Source data:
___
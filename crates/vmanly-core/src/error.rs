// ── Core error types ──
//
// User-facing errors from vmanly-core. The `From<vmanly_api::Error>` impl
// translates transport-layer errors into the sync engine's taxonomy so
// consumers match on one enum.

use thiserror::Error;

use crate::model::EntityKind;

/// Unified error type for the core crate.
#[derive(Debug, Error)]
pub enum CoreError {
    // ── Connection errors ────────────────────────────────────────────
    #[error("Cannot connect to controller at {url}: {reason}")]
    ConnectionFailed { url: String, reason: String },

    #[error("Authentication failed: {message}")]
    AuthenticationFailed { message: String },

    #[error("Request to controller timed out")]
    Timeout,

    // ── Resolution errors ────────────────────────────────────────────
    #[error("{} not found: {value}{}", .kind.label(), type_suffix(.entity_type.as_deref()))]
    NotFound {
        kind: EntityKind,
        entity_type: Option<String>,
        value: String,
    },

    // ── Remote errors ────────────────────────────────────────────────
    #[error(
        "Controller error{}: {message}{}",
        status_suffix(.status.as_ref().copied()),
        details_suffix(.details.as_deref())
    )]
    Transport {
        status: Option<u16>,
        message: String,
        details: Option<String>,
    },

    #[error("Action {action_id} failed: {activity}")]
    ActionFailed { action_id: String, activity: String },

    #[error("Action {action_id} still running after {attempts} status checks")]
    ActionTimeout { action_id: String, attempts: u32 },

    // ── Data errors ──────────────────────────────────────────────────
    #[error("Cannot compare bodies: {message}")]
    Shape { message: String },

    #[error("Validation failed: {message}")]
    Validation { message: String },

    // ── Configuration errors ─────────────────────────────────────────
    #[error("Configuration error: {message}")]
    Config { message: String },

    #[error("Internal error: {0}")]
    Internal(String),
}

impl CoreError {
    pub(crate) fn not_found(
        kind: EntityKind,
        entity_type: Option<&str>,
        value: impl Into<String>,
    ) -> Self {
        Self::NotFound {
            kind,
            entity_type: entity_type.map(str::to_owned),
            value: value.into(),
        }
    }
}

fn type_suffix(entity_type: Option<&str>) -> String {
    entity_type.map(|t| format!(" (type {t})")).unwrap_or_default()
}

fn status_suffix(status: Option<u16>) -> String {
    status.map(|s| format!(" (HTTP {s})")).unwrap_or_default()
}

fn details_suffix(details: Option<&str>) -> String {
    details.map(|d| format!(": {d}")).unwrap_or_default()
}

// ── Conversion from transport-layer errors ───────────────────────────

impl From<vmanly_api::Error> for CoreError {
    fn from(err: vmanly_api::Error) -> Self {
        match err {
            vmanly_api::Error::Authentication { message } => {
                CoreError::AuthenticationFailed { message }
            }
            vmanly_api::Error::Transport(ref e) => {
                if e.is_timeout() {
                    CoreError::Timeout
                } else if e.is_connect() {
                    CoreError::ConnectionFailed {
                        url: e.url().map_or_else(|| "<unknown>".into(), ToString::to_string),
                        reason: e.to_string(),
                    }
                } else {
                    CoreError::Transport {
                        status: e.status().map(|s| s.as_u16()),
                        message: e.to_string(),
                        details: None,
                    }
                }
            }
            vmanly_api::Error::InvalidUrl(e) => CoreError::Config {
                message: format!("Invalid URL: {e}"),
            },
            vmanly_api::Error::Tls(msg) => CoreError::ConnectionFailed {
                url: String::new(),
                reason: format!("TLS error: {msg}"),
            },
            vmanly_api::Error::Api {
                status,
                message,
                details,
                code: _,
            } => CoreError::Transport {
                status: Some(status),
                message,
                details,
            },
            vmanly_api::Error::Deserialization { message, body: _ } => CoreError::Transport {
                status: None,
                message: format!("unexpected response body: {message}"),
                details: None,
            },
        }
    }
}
___
Brief
Where the string "Validation" occurs in the data, return the whole line.

Answer space
    #[error("Validation failed: {message}")]
    Validation { message: String },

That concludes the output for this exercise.